Jason Tetro spent fifteen years researching microbiology at the University of Ottawa, so he’s a germ expert. Or a hypochondriac. Being an expert hypochondriac myself, I opened this book with some trepidation after reading the bold red type on the back cover: “SOME GERMS ARE OUT TO GET US.”
I plunged bravely onward, opening the book at random to a page about honey. With its proteins, antioxidants, minerals, fructose, glucose, sucrose and fermented antimicrobials, raw honey can attack bacteria known to cause cavities. Sweet! But wait, that’s not all. Once swallowed, it prevents heartburn and damage to the stomach wall from acid production. How cool is that! And just how does honey manage these miraculous feats?
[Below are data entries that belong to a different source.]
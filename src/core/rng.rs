//! Deterministic random number generation.
//!
//! The rules engine never draws randomness on its own. The only random step
//! in Acquire is the initial tile shuffle, and it takes a `GameRng` supplied
//! by the caller, so a fixed seed reproduces an identical game.
//!
//! ```
//! use acquire_engine::core::GameRng;
//!
//! let mut a = GameRng::new(7);
//! let mut b = GameRng::new(7);
//!
//! let mut xs: Vec<u32> = (0..20).collect();
//! let mut ys = xs.clone();
//! a.shuffle(&mut xs);
//! b.shuffle(&mut ys);
//! assert_eq!(xs, ys);
//! ```

use rand::{Rng, SeedableRng};
use rand_chacha::ChaCha8Rng;
use serde::{Deserialize, Serialize};

/// Seeded RNG for setup and for policy modules built on top of the engine.
///
/// Uses ChaCha8: fast, portable, and reproducible across platforms.
#[derive(Clone, Debug)]
pub struct GameRng {
    inner: ChaCha8Rng,
    seed: u64,
    fork_counter: u64,
}

impl GameRng {
    /// Create a new RNG with the given seed.
    #[must_use]
    pub fn new(seed: u64) -> Self {
        Self {
            inner: ChaCha8Rng::seed_from_u64(seed),
            seed,
            fork_counter: 0,
        }
    }

    /// The seed this generator was created from.
    #[must_use]
    pub fn seed(&self) -> u64 {
        self.seed
    }

    /// Fork an independent, deterministic stream.
    ///
    /// Lets a policy module draw its own randomness without perturbing the
    /// stream used for setup.
    #[must_use]
    pub fn fork(&mut self) -> Self {
        self.fork_counter += 1;
        let fork_seed = self.seed.wrapping_add(self.fork_counter.wrapping_mul(0x9E3779B97F4A7C15));
        Self {
            inner: ChaCha8Rng::seed_from_u64(fork_seed),
            seed: fork_seed,
            fork_counter: 0,
        }
    }

    /// Generate a random usize in the given range.
    pub fn gen_range_usize(&mut self, range: std::ops::Range<usize>) -> usize {
        self.inner.gen_range(range)
    }

    /// Shuffle a slice in place (Fisher-Yates).
    pub fn shuffle<T>(&mut self, slice: &mut [T]) {
        use rand::seq::SliceRandom;
        slice.shuffle(&mut self.inner);
    }

    /// Choose a random element from a slice.
    #[must_use]
    pub fn choose<'a, T>(&mut self, slice: &'a [T]) -> Option<&'a T> {
        use rand::seq::SliceRandom;
        slice.choose(&mut self.inner)
    }

    /// Capture the current state for checkpointing.
    #[must_use]
    pub fn state(&self) -> GameRngState {
        GameRngState {
            seed: self.seed,
            word_pos: self.inner.get_word_pos(),
            fork_counter: self.fork_counter,
        }
    }

    /// Restore from a captured state.
    #[must_use]
    pub fn from_state(state: &GameRngState) -> Self {
        let mut inner = ChaCha8Rng::seed_from_u64(state.seed);
        inner.set_word_pos(state.word_pos);
        Self {
            inner,
            seed: state.seed,
            fork_counter: state.fork_counter,
        }
    }
}

/// Serializable RNG state.
///
/// Stores the ChaCha8 word position, so capture and restore are O(1)
/// regardless of how many values have been drawn.
#[derive(Clone, Debug, PartialEq, Eq, Serialize, Deserialize)]
pub struct GameRngState {
    /// Original seed
    pub seed: u64,
    /// ChaCha8 word position (128-bit counter)
    pub word_pos: u128,
    /// Fork counter for deterministic branching
    pub fork_counter: u64,
}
Because in it’s raw form (that’s unpasteurized, folks), it’s fermented, containing several good bacteria and their byproducts.
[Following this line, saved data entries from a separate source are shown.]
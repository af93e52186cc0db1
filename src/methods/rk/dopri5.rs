//! DOPRI5 - Dormand–Prince 5(4) explicit Runge–Kutta formula
//!
//! Reference
//! - E. Hairer, S. P. Nørsett, and G. Wanner, "Solving Ordinary Differential
//!   Equations I. Nonstiff Problems", 2nd ed., Springer (1993).

use super::RungeKuttaFormula;
use crate::{
    Float,
    core::{
        interpolate::DenseModel,
        ode::{Evaluator, ODE},
    },
    error::Result,
    methods::{controller::ControllerDefaults, settings::Settings},
};

/// Dormand–Prince 5(4): seven stages, first same as last, fifth order
/// solution with fourth order error estimate and a fourth order continuous
/// extension.
#[derive(Clone, Debug)]
pub struct Dopri5 {
    k2: Vec<Float>,
    k3: Vec<Float>,
    k4: Vec<Float>,
    k5: Vec<Float>,
    k6: Vec<Float>,
    k7: Vec<Float>,
    stage: Vec<Float>,
}

impl RungeKuttaFormula for Dopri5 {
    const NAME: &'static str = "DOPRI5";
    const ORDER: usize = 5;
    const EMBEDDED: bool = true;
    const DEFAULTS: ControllerDefaults = ControllerDefaults {
        safety_factor: 0.9,
        min_reduction: 0.2,
        max_growth: 10.0,
        beta: 0.04,
        beta_weight: 0.75,
    };

    fn new(n: usize) -> Self {
        Self {
            k2: vec![0.0; n],
            k3: vec![0.0; n],
            k4: vec![0.0; n],
            k5: vec![0.0; n],
            k6: vec![0.0; n],
            k7: vec![0.0; n],
            stage: vec![0.0; n],
        }
    }

    fn attempt<F>(
        &mut self,
        ev: &mut Evaluator<'_, F>,
        t: Float,
        y: &[Float],
        k1: &[Float],
        h: Float,
        y1: &mut [Float],
        settings: &Settings,
    ) -> Result<Float>
    where
        F: ODE + ?Sized,
    {
        let n = y.len();
        let Self {
            k2,
            k3,
            k4,
            k5,
            k6,
            k7,
            stage,
        } = self;

        // Stage 2
        for i in 0..n {
            stage[i] = y[i] + h * A21 * k1[i];
        }
        ev.call(t + C2 * h, stage, k2)?;

        // Stage 3
        for i in 0..n {
            stage[i] = y[i] + h * (A31 * k1[i] + A32 * k2[i]);
        }
        ev.call(t + C3 * h, stage, k3)?;

        // Stage 4
        for i in 0..n {
            stage[i] = y[i] + h * (A41 * k1[i] + A42 * k2[i] + A43 * k3[i]);
        }
        ev.call(t + C4 * h, stage, k4)?;

        // Stage 5
        for i in 0..n {
            stage[i] = y[i] + h * (A51 * k1[i] + A52 * k2[i] + A53 * k3[i] + A54 * k4[i]);
        }
        ev.call(t + C5 * h, stage, k5)?;

        // Stage 6
        for i in 0..n {
            stage[i] =
                y[i] + h * (A61 * k1[i] + A62 * k2[i] + A63 * k3[i] + A64 * k4[i] + A65 * k5[i]);
        }
        let tph = t + h;
        ev.call(tph, stage, k6)?;

        // Final stage, evaluated at the solution itself
        for i in 0..n {
            y1[i] =
                y[i] + h * (A71 * k1[i] + A73 * k3[i] + A74 * k4[i] + A75 * k5[i] + A76 * k6[i]);
        }
        ev.call(tph, y1, k7)?;

        // Error estimation
        for i in 0..n {
            stage[i] =
                (E1 * k1[i] + E3 * k3[i] + E4 * k4[i] + E5 * k5[i] + E6 * k6[i] + E7 * k7[i]) * h;
        }
        Ok(settings.error_norm(stage, y, y1))
    }

    fn complete<F>(
        &mut self,
        _ev: &mut Evaluator<'_, F>,
        t: Float,
        y: &[Float],
        k1: &[Float],
        h: Float,
        y1: &[Float],
        f1: &mut [Float],
        cont: Option<Vec<Float>>,
    ) -> Result<DenseModel>
    where
        F: ODE + ?Sized,
    {
        // first same as last
        f1.copy_from_slice(&self.k7);

        let Some(mut cont) = cont else {
            return Ok(DenseModel::Linear);
        };
        let n = y.len();
        cont.resize(5 * n, 0.0);
        let Self {
            k3, k4, k5, k6, k7, ..
        } = self;
        for i in 0..n {
            let ydiff = y1[i] - y[i];
            let bspl = h * k1[i] - ydiff;
            cont[i] = y[i];
            cont[n + i] = ydiff;
            cont[2 * n + i] = bspl;
            cont[3 * n + i] = -h * k7[i] + ydiff - bspl;
            cont[4 * n + i] =
                h * (D1 * k1[i] + D3 * k3[i] + D4 * k4[i] + D5 * k5[i] + D6 * k6[i] + D7 * k7[i]);
        }
        Ok(DenseModel::DormandPrince {
            t_start: t,
            h,
            rows: 5,
            cont,
        })
    }
}

// DOPRI5 Butcher tableau coefficients
const C2: Float = 0.2;
const C3: Float = 0.3;
const C4: Float = 0.8;
const C5: Float = 8.0 / 9.0;

const A21: Float = 0.2;
const A31: Float = 3.0 / 40.0;
const A32: Float = 9.0 / 40.0;
const A41: Float = 44.0 / 45.0;
const A42: Float = -56.0 / 15.0;
const A43: Float = 32.0 / 9.0;
const A51: Float = 19372.0 / 6561.0;
const A52: Float = -25360.0 / 2187.0;
const A53: Float = 64448.0 / 6561.0;
const A54: Float = -212.0 / 729.0;
const A61: Float = 9017.0 / 3168.0;
const A62: Float = -355.0 / 33.0;
const A63: Float = 46732.0 / 5247.0;
const A64: Float = 49.0 / 176.0;
const A65: Float = -5103.0 / 18656.0;
const A71: Float = 35.0 / 384.0;
const A73: Float = 500.0 / 1113.0;
const A74: Float = 125.0 / 192.0;
const A75: Float = -2187.0 / 6784.0;
const A76: Float = 11.0 / 84.0;

const E1: Float = 71.0 / 57600.0;
const E3: Float = -71.0 / 16695.0;
const E4: Float = 71.0 / 1920.0;
const E5: Float = -17253.0 / 339200.0;
const E6: Float = 22.0 / 525.0;
const E7: Float = -1.0 / 40.0;

const D1: Float = -12715105075.0 / 11282082432.0;
const D3: Float = 87487479700.0 / 32700410799.0;
const D4: Float = -10690763975.0 / 1880347072.0;
const D5: Float = 701980252875.0 / 199316789632.0;
const D6: Float = -1453857185.0 / 822651844.0;
const D7: Float = 69997945.0 / 29380423.0;

#[cfg(test)]
mod tests {
    use super::*;
    use crate::{
        core::interpolate::{Interpolate, StepInterpolator},
        error::ModelError,
    };
    use approx::assert_relative_eq;

    struct Exp;

    impl ODE for Exp {
        fn dimension(&self) -> usize {
            1
        }

        fn ode(&self, _t: Float, y: &[Float], dydt: &mut [Float]) -> std::result::Result<(), ModelError> {
            dydt[0] = y[0];
            Ok(())
        }
    }

    #[test]
    fn one_step_is_fifth_order_with_dense_output() {
        let settings = Settings::default();
        let mut ev = Evaluator::new(&Exp, usize::MAX);
        let mut formula = Dopri5::new(1);
        let h: Float = 0.1;
        let mut y1 = [0.0];
        let mut f1 = [0.0];
        let err = formula.attempt(&mut ev, 0.0, &[1.0], &[1.0], h, &mut y1, &settings).unwrap();
        assert_relative_eq!(y1[0], h.exp(), max_relative = 1e-8);
        assert!(err > 0.0 && err < 1.0);
        assert_eq!(ev.evaluations(), 6);

        let model = formula
            .complete(&mut ev, 0.0, &[1.0], &[1.0], h, &y1, &mut f1, Some(Vec::new()))
            .unwrap();
        assert_eq!(ev.evaluations(), 6);
        assert_eq!(f1[0], formula.k7[0]);

        let mut interp = StepInterpolator::new(0.0, &[1.0], true);
        interp.store(h, &y1);
        interp.set_dense(model);
        let mut y = [0.0];
        interp.interpolate(0.05, &mut y);
        assert_relative_eq!(y[0], 0.05f64.exp(), max_relative = 1e-6);
    }
}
Byproducts? Oh, geez. I don’t want to know.
Flipping to another page, I discovered that Lactobacillus and Bifidobacterium, two species of probiotics, not only help you digest food, they release a plethora of vitamins and minerals in the gut, help prevent the onset of the trots, and…check this out…keep us calm. And oh, by the way, they seek out and destroy bacteria “known to cause rotting and human infection.”
“GET ME A BOTTLE!” I hollered to no one in particular. And then this caught my eye:
Where do the people who produce probiotics for consumption find their bacteria? Well, in milk or some fermented material…maybe.
Or human feces.
Specifically, baby feces. What better subject for gathering specimens than an infant with its gut full of strong bacterial species.
Feeling woozy yet?
Fear not. After all the testing in the laboratory to see if said feces bacteria can survive stomach acid, bile, and loss of oxygen, and have the ability to cling to human cells in the digestive track while dueling with potential pathogens and not harming its human host in the process, those who remain victorious are used for probiotic development. The end result is far, far removed from that sweet little baby’s behind.
This book is filled with fascinating tidbits. From hygiene to beauty products, health, food, diet, childcare and yes, even sex, the author does a bang-up job of explaining how germs impact us for good or ill, where they come from, how they live (and die), how they protect us, and how to avoid their harm. And he does so in a highly readable, entertaining yet informative fashion.
If you want to live in harmony with those 137 trillion freeloaders that you’re harboring, read this book.